Exercise brief: Where does "EventHandler" occur in the listing? Copy every line that holds it.

|---|

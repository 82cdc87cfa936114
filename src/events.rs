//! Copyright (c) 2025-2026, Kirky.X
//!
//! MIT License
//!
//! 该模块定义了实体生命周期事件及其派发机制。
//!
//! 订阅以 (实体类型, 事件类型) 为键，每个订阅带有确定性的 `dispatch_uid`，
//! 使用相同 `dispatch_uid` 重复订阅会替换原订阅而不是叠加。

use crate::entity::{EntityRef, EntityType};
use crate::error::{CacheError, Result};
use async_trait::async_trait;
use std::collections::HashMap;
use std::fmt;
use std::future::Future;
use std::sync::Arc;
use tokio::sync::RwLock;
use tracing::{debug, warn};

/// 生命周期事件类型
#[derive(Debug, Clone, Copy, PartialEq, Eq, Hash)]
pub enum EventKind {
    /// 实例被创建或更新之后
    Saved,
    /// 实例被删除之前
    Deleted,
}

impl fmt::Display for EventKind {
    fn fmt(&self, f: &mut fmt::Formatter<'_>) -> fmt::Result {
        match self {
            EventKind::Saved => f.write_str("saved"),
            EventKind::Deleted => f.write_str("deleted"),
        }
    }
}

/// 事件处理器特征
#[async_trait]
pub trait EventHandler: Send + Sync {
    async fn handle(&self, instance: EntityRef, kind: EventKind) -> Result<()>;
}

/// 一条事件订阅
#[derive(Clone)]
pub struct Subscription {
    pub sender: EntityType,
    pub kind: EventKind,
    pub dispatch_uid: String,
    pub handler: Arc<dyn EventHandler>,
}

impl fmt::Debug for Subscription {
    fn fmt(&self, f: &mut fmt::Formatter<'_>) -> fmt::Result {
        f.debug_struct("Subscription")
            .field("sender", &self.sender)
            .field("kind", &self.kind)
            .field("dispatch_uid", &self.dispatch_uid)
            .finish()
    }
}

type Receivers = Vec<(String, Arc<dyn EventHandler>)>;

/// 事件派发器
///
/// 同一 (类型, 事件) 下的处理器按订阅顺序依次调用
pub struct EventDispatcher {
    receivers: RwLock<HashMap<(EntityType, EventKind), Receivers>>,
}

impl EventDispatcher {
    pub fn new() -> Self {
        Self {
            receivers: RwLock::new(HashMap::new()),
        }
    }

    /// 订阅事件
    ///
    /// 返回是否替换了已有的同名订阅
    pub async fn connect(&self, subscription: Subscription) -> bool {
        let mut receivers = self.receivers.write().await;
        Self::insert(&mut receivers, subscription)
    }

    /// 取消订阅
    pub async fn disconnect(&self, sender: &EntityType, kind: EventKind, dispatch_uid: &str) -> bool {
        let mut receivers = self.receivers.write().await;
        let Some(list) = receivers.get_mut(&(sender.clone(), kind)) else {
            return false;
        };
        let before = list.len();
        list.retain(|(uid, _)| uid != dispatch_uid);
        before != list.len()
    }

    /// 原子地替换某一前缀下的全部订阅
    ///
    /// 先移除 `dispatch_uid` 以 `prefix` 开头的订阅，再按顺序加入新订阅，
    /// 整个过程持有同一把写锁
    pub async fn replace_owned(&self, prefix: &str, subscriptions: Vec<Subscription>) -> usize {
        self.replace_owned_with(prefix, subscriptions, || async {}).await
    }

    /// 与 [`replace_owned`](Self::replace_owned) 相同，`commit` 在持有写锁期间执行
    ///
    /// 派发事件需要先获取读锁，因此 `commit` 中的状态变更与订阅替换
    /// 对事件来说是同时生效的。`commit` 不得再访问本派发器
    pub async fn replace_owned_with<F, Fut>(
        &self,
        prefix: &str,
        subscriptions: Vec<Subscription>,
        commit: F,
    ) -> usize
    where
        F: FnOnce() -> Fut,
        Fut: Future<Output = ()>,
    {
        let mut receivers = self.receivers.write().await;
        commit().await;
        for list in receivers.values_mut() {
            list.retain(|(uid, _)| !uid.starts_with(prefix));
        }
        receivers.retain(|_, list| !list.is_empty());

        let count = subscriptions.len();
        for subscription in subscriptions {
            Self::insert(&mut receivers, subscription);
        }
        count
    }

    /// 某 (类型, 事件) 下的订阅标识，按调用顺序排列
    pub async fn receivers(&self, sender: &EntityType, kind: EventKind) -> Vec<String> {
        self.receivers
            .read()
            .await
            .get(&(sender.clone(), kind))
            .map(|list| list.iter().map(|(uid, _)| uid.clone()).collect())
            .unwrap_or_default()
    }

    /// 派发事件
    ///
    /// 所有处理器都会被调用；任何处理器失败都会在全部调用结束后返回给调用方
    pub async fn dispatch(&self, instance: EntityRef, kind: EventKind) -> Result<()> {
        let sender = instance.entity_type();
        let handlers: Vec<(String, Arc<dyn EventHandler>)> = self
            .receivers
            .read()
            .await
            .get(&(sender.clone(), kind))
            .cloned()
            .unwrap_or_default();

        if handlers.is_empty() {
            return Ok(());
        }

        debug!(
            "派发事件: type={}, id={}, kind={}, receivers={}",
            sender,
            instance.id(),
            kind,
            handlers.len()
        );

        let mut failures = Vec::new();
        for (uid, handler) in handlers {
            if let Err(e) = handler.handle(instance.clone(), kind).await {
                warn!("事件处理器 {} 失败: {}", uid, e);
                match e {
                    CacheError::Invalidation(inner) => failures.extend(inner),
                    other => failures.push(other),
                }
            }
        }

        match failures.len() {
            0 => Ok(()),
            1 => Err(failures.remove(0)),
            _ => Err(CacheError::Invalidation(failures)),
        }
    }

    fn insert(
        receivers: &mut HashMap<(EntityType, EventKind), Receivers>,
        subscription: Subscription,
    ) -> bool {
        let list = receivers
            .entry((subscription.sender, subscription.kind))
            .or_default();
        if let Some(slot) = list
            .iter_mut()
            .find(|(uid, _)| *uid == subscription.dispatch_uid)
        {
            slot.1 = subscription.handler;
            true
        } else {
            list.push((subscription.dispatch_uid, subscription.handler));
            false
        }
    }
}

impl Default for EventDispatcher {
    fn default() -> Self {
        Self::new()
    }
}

|---|

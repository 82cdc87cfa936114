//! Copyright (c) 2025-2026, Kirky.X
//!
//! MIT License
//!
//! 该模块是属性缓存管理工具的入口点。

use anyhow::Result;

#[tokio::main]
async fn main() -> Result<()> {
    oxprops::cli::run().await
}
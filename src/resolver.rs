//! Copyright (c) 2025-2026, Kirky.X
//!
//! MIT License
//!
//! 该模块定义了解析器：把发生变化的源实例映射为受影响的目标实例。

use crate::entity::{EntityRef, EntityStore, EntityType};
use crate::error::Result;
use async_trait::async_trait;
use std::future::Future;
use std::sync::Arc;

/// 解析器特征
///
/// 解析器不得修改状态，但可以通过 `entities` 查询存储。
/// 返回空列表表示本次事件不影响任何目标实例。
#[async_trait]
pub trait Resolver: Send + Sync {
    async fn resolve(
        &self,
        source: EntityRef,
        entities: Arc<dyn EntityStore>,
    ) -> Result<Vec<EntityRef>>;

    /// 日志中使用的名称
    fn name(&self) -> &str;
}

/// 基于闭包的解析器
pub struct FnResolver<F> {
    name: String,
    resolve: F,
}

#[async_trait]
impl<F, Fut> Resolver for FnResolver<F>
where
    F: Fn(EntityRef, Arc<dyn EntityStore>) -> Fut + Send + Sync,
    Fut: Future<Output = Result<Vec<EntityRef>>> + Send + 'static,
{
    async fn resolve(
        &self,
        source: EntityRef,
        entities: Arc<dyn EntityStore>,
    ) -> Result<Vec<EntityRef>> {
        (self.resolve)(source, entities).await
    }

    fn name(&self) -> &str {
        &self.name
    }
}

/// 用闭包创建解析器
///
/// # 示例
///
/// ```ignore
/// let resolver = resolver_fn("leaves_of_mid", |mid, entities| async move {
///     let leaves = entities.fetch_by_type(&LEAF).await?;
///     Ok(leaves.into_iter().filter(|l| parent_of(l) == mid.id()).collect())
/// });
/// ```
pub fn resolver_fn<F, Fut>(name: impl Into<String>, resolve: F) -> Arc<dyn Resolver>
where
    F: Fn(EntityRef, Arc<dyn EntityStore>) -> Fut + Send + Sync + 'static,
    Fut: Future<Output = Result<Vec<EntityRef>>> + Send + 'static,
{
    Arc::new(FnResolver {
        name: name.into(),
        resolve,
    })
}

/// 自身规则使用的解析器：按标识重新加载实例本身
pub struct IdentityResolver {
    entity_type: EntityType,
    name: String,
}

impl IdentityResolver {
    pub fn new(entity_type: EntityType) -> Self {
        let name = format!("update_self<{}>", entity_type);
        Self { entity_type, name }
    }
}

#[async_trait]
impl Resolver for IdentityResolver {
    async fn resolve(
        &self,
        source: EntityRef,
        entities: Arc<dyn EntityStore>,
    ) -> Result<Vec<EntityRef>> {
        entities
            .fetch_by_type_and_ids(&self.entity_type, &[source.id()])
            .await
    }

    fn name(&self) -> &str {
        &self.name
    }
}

|---|

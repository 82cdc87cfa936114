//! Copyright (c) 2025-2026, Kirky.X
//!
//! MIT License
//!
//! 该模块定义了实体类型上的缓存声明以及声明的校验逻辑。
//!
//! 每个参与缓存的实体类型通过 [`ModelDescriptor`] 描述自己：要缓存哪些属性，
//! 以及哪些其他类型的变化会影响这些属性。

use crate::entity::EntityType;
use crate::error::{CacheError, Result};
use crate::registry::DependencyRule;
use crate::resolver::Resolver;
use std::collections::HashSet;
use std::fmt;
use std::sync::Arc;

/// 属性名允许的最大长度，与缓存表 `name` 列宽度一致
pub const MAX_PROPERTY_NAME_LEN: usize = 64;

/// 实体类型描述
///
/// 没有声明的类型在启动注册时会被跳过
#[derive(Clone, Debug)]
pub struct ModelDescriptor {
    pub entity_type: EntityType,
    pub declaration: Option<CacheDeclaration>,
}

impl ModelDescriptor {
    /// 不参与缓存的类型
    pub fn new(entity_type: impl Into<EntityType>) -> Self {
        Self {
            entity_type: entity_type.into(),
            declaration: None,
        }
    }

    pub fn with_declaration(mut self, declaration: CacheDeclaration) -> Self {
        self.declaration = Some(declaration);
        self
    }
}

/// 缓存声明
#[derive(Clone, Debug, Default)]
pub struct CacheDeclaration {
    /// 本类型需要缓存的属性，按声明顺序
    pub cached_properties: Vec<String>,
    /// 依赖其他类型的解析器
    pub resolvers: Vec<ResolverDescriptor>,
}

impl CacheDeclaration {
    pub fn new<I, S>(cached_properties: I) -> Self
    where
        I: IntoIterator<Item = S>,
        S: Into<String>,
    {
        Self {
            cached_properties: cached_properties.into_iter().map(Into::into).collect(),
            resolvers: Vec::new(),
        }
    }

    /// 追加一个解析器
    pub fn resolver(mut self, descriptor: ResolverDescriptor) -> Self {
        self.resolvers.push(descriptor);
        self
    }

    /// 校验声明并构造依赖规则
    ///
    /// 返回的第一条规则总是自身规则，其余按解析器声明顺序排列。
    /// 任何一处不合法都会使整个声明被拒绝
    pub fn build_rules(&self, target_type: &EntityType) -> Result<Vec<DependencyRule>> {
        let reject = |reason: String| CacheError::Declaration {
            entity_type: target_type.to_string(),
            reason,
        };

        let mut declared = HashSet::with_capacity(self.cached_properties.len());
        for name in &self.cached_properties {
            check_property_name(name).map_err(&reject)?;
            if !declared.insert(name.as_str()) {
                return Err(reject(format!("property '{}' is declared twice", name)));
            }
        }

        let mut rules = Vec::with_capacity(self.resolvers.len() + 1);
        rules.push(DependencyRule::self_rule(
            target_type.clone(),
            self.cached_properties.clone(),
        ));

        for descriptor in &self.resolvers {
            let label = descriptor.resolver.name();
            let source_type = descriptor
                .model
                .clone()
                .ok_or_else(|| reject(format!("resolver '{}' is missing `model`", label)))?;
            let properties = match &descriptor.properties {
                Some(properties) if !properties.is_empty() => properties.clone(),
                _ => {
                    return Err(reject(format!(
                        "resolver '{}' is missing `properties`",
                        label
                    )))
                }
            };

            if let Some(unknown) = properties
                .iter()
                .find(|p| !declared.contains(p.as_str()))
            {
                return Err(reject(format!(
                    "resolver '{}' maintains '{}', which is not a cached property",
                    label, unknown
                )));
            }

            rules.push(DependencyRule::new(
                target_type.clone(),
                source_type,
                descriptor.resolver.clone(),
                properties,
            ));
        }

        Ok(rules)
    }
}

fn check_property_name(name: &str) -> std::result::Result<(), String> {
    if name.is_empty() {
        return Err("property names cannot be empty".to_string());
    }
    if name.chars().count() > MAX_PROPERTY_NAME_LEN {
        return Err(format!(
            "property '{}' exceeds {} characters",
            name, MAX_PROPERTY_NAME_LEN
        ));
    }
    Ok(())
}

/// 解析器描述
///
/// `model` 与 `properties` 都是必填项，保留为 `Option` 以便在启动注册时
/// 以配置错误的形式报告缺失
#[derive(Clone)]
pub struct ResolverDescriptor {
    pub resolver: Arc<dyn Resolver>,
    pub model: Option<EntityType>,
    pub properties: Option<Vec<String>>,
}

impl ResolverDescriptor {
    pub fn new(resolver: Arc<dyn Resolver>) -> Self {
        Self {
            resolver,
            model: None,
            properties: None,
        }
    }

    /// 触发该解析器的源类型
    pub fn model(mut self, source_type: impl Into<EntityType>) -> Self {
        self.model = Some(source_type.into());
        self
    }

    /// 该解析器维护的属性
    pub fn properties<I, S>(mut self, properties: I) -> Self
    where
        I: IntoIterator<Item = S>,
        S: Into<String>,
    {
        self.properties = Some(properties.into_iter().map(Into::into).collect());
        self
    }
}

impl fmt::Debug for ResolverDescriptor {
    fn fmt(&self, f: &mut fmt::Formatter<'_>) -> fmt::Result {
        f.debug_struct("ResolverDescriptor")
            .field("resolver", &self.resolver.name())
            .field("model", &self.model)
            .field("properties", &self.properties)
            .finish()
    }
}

|---|

Task response:
pub trait EventHandler: Send + Sync {
    pub handler: Arc<dyn EventHandler>,
type Receivers = Vec<(String, Arc<dyn EventHandler>)>;
        let handlers: Vec<(String, Arc<dyn EventHandler>)> = self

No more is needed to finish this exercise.